On a faultless day we kayak past flocks of floating guillemot and a small rock island completely covered by sunning seals on our way to Hog Island. The island marks one quadrant of four seasonal points where from 3,000 to 380 years ago shaman of the precursors of the Passamaquoddy and the Passamaquoddy carved out their visions in the rock outcroppings. Now at low tide those closest to the ocean are covered by yellow bladderwrack and are all but worn away.

Here a simply drawn “V”-headed shaman holds hands with a spirit, both with spirit lines drawn down their torsos. Here a shaman merges with a spirit which is drawn inside him. Here a tiny spirit figure tries to enter the head of a shaman already merged with another spirit. Here a shaman has a little animal helper by his side. How haunting to search for these weathered rock carvings among the natural cracks in the island rock.

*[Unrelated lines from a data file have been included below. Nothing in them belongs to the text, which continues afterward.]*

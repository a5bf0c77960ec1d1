//! PCM conversion integration tests
//!
//! Exercises the decode-and-convert pipeline without audio hardware.

use muyassar::audio::{AudioBuffer, SAMPLE_RATE, decode_audio_payload, samples_to_wav};

mod common;
use common::{pcm16_bytes, pcm16_payload};

#[test]
fn sample_count_is_half_the_byte_count() {
    for len in [0usize, 1, 2, 7, 100, 2401] {
        let values: Vec<i16> = (0..len).map(|i| i16::try_from(i % 100).unwrap()).collect();
        let bytes = pcm16_bytes(&values);
        let buffer = AudioBuffer::from_pcm16(&bytes);
        assert_eq!(buffer.len(), bytes.len() / 2);
    }
}

#[test]
fn conversion_matches_the_little_endian_reading() {
    let values = [-32768i16, -1, 0, 1, 256, 32767];
    let buffer = AudioBuffer::from_pcm16(&pcm16_bytes(&values));

    for (sample, value) in buffer.samples().iter().zip(values) {
        let expected = f32::from(value) / 32768.0;
        assert!((sample - expected).abs() < 1e-7, "{value}: {sample} != {expected}");
        assert!((-1.0..=1.0).contains(sample));
    }
}

#[test]
fn spec_reference_values() {
    // [0x00, 0x80] is -32768 little-endian; [0xFF, 0x7F] is 32767
    let buffer = AudioBuffer::from_pcm16(&[0x00, 0x80]);
    assert!((buffer.samples()[0] + 1.0).abs() < f32::EPSILON);

    let buffer = AudioBuffer::from_pcm16(&[0xFF, 0x7F]);
    assert!((buffer.samples()[0] - 0.999_969_48).abs() < 1e-6);
}

#[test]
fn payload_roundtrip_through_base64() {
    let values: Vec<i16> = (-50..50).map(|i| i * 300).collect();
    let payload = pcm16_payload(&values);

    let bytes = decode_audio_payload(&payload).unwrap();
    let buffer = AudioBuffer::from_pcm16(&bytes);
    assert_eq!(buffer.len(), values.len());
}

#[test]
fn malformed_payload_is_a_decode_error() {
    let err = decode_audio_payload("@@not-base64@@").unwrap_err();
    assert!(matches!(err, muyassar::Error::Decode(_)));
}

#[test]
fn empty_payload_converts_to_an_empty_buffer() {
    let bytes = decode_audio_payload("").unwrap();
    let buffer = AudioBuffer::from_pcm16(&bytes);
    assert!(buffer.is_empty());
}

#[test]
fn wav_export_preserves_rate_and_length() {
    let buffer = AudioBuffer::from_pcm16(&pcm16_bytes(&[0, 16384, -16384, 32767]));
    let wav = samples_to_wav(buffer.samples(), SAMPLE_RATE).unwrap();

    let mut reader = hound::WavReader::new(std::io::Cursor::new(wav)).unwrap();
    assert_eq!(reader.spec().sample_rate, SAMPLE_RATE);
    assert_eq!(reader.spec().channels, 1);
    assert_eq!(reader.spec().bits_per_sample, 16);

    let samples: Vec<i16> = reader.samples::<i16>().map(Result::unwrap).collect();
    assert_eq!(samples.len(), 4);
    assert_eq!(samples[0], 0);
}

Not satisfied we visit one of the other quadrants, Holmes Point. After several false starts we come to an impasse. The point is now separated from the mainland by four feet of lake water rushing into the ocean. We leap and later find that someone has broken apart a beaver dam.

It is late in the day and we slog across the slippery sharp rocks to no avail. We climb an embankment to find an old deserted house and a makeshift road. Down the road a few people, descendents of the man who owned the house, are relaxing in lawn chairs. A young boy casually leads us to the site. The light is perfect to view the figures. The tide is sloshing just below the petroglyph ridge, the sun is going down, and here is a line of dancing shaman.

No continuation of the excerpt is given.